Excerpt from HauGHnt:
We’re all damned, Paul Steele thought. It’s just a question of when.
He stood in room six of Shelton House Hospice. Despite the tidy, comfortable space, the blinds were closed, leaving the room dim and dreary. It seemed fitting for a man’s final hours. Certainly this man’s.
His father lay dying in the hospital bed. The old man’s eyes were shut. Three thin scars on his left cheek were still there, though not as visible as they once were. The cancer had turned his skin olive.
As he looked down at that withering face, he wondered what was going on in that despicable, self-centered mind. Wondered whether the bastard was preparing for the next life, if Norman Steel really knew he was going straight to hell. Wondered how it was that such a sorry sack of shit had managed to live to sixty-six. The bottle should have killed him years ago. If only it had, instead of driving Mom to swallow a bucket of Valium.
They hadn’t spoken in twelve years, not since Paul’s first novel, Bloodlust, was published. When he’d called to tell his father, to finally get that respect that he’d wanted so badly, all he’d gotten was a slurred, “Do you know what time it is, kid? Some of us actually work for a living.” He could still hear the crack of the old man’s phone as it slammed onto the cradle. He hadn’t even had the chance to tell the prick he’d added an e to his last name, just to stick it to him.
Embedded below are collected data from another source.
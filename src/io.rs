use anyhow::bail;
use std::path::{Path, PathBuf};
use tokio::fs::{create_dir_all, File};
use tokio::io::{AsyncReadExt, AsyncWriteExt, BufReader, BufWriter};
use uuid::Uuid;

pub async fn prepare_io(upload_dir: &Path) -> anyhow::Result<()> {
    create_dir_all(upload_dir).await?;
    log::info!("Serving uploads from {}", upload_dir.display());
    Ok(())
}

/// Random file name keeping a short alphanumeric extension from `original`.
pub fn upload_name(original: Option<&str>) -> String {
    let extension = original
        .and_then(|name| Path::new(name).extension())
        .and_then(|ext| ext.to_str())
        .filter(|ext| !ext.is_empty() && ext.len() <= 8 && ext.chars().all(|c| c.is_ascii_alphanumeric()))
        .map(|ext| ext.to_ascii_lowercase());
    match extension {
        Some(ext) => format!("{}.{}", Uuid::new_v4(), ext),
        None => Uuid::new_v4().to_string(),
    }
}

/// Joins a stored file name onto the upload directory. Names that could
/// escape the directory resolve to `None`.
pub fn stored_path(upload_dir: &Path, name: &str) -> Option<PathBuf> {
    let valid = !name.is_empty()
        && !name.starts_with('.')
        && name
            .chars()
            .all(|c| c.is_ascii_alphanumeric() || c == '-' || c == '.' || c == '_');
    if valid {
        Some(upload_dir.join(name))
    } else {
        None
    }
}

pub async fn create_io_file(path: &Path) -> anyhow::Result<File> {
    if let Some(parent) = path.parent() {
        create_dir_all(parent).await?;
    }
    if path.exists() {
        bail!("File already exists!")
    }
    File::create(path).await.map_err(anyhow::Error::from)
}

pub async fn write_io_file(path: &Path, bytes: &[u8]) -> anyhow::Result<()> {
    let mut writer = BufWriter::new(create_io_file(path).await?);
    writer.write_all(bytes).await?;
    writer.flush().await?;
    Ok(())
}

pub async fn read_io_file(path: &Path) -> anyhow::Result<Vec<u8>> {
    if !path.exists() {
        bail!("Tried to read nonexistent file!")
    }
    let mut bytes = Vec::new();
    BufReader::new(File::open(path).await?)
        .read_to_end(&mut bytes)
        .await?;
    Ok(bytes)
}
He hadn’t wanted to come. If Erica hadn’t begged him to, he wouldn’t have. But happy wife, happy life, right? The prick could rot, for all he cared. Bury the hatchet? Make amends? Get all sappy and cry? Over this man’s death?
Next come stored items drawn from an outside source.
pub mod applications;
pub mod crud;
pub mod files;
pub mod groups;
pub mod payments;
pub mod reports;
pub mod students;

use std::sync::Arc;

use axum::body::HttpBody;
use axum::extract::{FromRequest, Query, RequestParts};
use axum::handler::Handler;
use axum::routing::{delete, get, patch, post};
use axum::{BoxError, Extension, Json, Router};
use serde::de::DeserializeOwned;
use tower_http::cors::{Any, CorsLayer};

use crate::auth;
use crate::config::Config;
use crate::err;
use crate::models::{
    Application, Blog, Course, Enrollment, Group, Student, Teacher, Vacancy, VacancyApplication,
};
use crate::record::Record;
use crate::store::SharedStore;
use crate::Error;

/// JSON request body. Malformed or mistyped bodies are a ValidationFailure.
pub struct Body<T>(pub T);

#[axum::async_trait]
impl<T, B> FromRequest<B> for Body<T>
where
    T: DeserializeOwned + Send,
    B: HttpBody + Send,
    B::Data: Send,
    B::Error: Into<BoxError>,
{
    type Rejection = Error;

    async fn from_request(req: &mut RequestParts<B>) -> Result<Self, Self::Rejection> {
        match Json::<T>::from_request(req).await {
            Ok(Json(value)) => Ok(Body(value)),
            Err(rejection) => Err(Error::invalid(rejection.to_string())),
        }
    }
}

/// Query string parameters, rejected the same way as [`Body`].
pub struct Params<T>(pub T);

#[axum::async_trait]
impl<T, B> FromRequest<B> for Params<T>
where
    T: DeserializeOwned + Send,
    B: Send,
{
    type Rejection = Error;

    async fn from_request(req: &mut RequestParts<B>) -> Result<Self, Self::Rejection> {
        match Query::<T>::from_request(req).await {
            Ok(Query(value)) => Ok(Params(value)),
            Err(rejection) => Err(Error::invalid(rejection.to_string())),
        }
    }
}

/// `GET|POST /{base}/` and `GET|PUT|PATCH|DELETE /{base}/:id`.
fn resource<R: Record>(router: Router, base: &str) -> Router {
    router
        .route(
            &format!("/{}/", base),
            get(crud::list::<R>).post(crud::create::<R>),
        )
        .route(
            &format!("/{}/:id", base),
            get(crud::read::<R>)
                .put(crud::replace::<R>)
                .patch(crud::patch::<R>)
                .delete(crud::remove::<R>),
        )
}

pub fn app(store: SharedStore, config: Arc<Config>) -> Router {
    let router = resource::<Course>(Router::new(), "courses");
    let router = resource::<Teacher>(router, "teachers");
    let router = resource::<Group>(router, "groups");
    let router = resource::<Enrollment>(router, "enrollments");
    let router = resource::<Vacancy>(router, "vacancies");
    let router = resource::<Blog>(router, "blogs");

    router
        .route(
            "/applications/",
            get(crud::list::<Application>).post(applications::intake),
        )
        .route(
            "/applications/:id",
            get(crud::read::<Application>)
                .put(applications::replace)
                .patch(applications::patch)
                .delete(crud::remove::<Application>),
        )
        .route(
            "/applications/:id/:action",
            post(applications::action).patch(applications::status),
        )
        .route(
            "/vacancy-applications/",
            get(crud::list::<VacancyApplication>).post(applications::apply_for_vacancy),
        )
        .route(
            "/vacancy-applications/:id",
            get(crud::read::<VacancyApplication>)
                .put(crud::replace::<VacancyApplication>)
                .patch(crud::patch::<VacancyApplication>)
                .delete(crud::remove::<VacancyApplication>),
        )
        .route(
            "/vacancy-applications/:id/:action",
            post(applications::vacancy_action).patch(applications::vacancy_status),
        )
        .route(
            "/students/",
            get(crud::list::<Student>).post(students::create),
        )
        .route(
            "/students/:id",
            get(crud::read::<Student>)
                .put(crud::replace::<Student>)
                .patch(crud::patch::<Student>)
                .delete(students::remove),
        )
        .route("/groups/:id/students", get(groups::members))
        .route(
            "/groups/:id/students/:student_id",
            post(groups::add_member).delete(groups::remove_member),
        )
        .route(
            "/group-students/",
            get(groups::relations).post(groups::add_relation),
        )
        .route(
            "/group-students/:key",
            get(groups::relation).delete(groups::remove_relation),
        )
        .route("/group-students/:key/:id", get(groups::relations_by))
        .route(
            "/group-students/:key/:id/:scope/:student_id",
            delete(groups::remove_pair),
        )
        .route("/contracts/", get(students::contracts))
        .route(
            "/contracts/:id",
            patch(students::update_contract).delete(students::delete_contract),
        )
        .route("/payments/", get(payments::list).post(payments::record))
        .route("/payments/:key", get(payments::read))
        .route("/payments/:key/:id/:view", get(payments::student_view))
        .route("/dashboard/stats/", get(reports::stats))
        .route("/dashboard/monthly", get(reports::monthly))
        .route("/dashboard/courses/", get(reports::courses))
        .route("/search/", get(reports::search))
        .route("/export/:kind/", get(reports::export))
        .route("/auth/login/", post(auth::login))
        .route("/auth/logout/", post(auth::logout))
        .route("/auth/me/", get(auth::me))
        .route("/upload/", post(files::upload))
        .route("/uploads/:name", get(files::serve))
        .route("/health", get(files::health))
        .fallback(err::handler404.into_service())
        .layer(Extension(store))
        .layer(Extension(config))
        .layer(
            CorsLayer::new()
                .allow_origin(Any)
                .allow_methods(Any)
                .allow_headers(Any),
        )
}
He had to stop himself from driving a fist into Norman’s face.
Norman Steel stirred. His eyes opened slowly. “Is … is someone there?”
Paul nearly spoke, but stopped himself. The caregiver had told him that Norman had lost his sight. Now the man was listening, his glossy eyes searching.
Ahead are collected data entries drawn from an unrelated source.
pub mod account;
pub mod billing;
pub mod catalog;
pub mod people;

pub use account::{Session, User};
pub use billing::{Contract, ContractStatus, Payment, PaymentDraft, PaymentStatus};
pub use catalog::{Blog, Course, Enrollment, Group, GroupStudent, Teacher, Vacancy};
pub use people::{Application, ReviewStatus, Student, StudentStatus, VacancyApplication};

/// Placeholder shown wherever a referenced record no longer resolves.
pub const MISSING: &str = "—";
“Are you there, Father?” Norman whispered. “Is it time?”
Last Rites, Paul thought. Hadn’t they done that by now? He should check with the caregiver. It was the very least he could do.
He cleared his throat as quietly as he could.
“Father?” Norman said.
Paul hesitated. “It’s … it’s me.”
“Paul. Your son.”
“Puh … Paul,” Norman breathed. “Paul. My son.”
Paul moved closer to the bed. Put a hand on the bed rail. “I’m here.”
Norman raised a trembling hand.
Paul couldn’t bring himself to hold it. Couldn’t bring himself to touch that old olive skin.
Norman waited, and then his hand slipped down. “My son,” he repeated. “My boy.”
My boy? Paul thought. He hadn’t called him that since he was a boy. Before the bottle.
“I didn’t do right,” Norman said. “Not by you. Not by your mother. I didn’t do right. I didn’t do right.”
“It’s okay,” Paul said. It surprised him that he actually meant it. Five minutes ago, he wouldn’t have.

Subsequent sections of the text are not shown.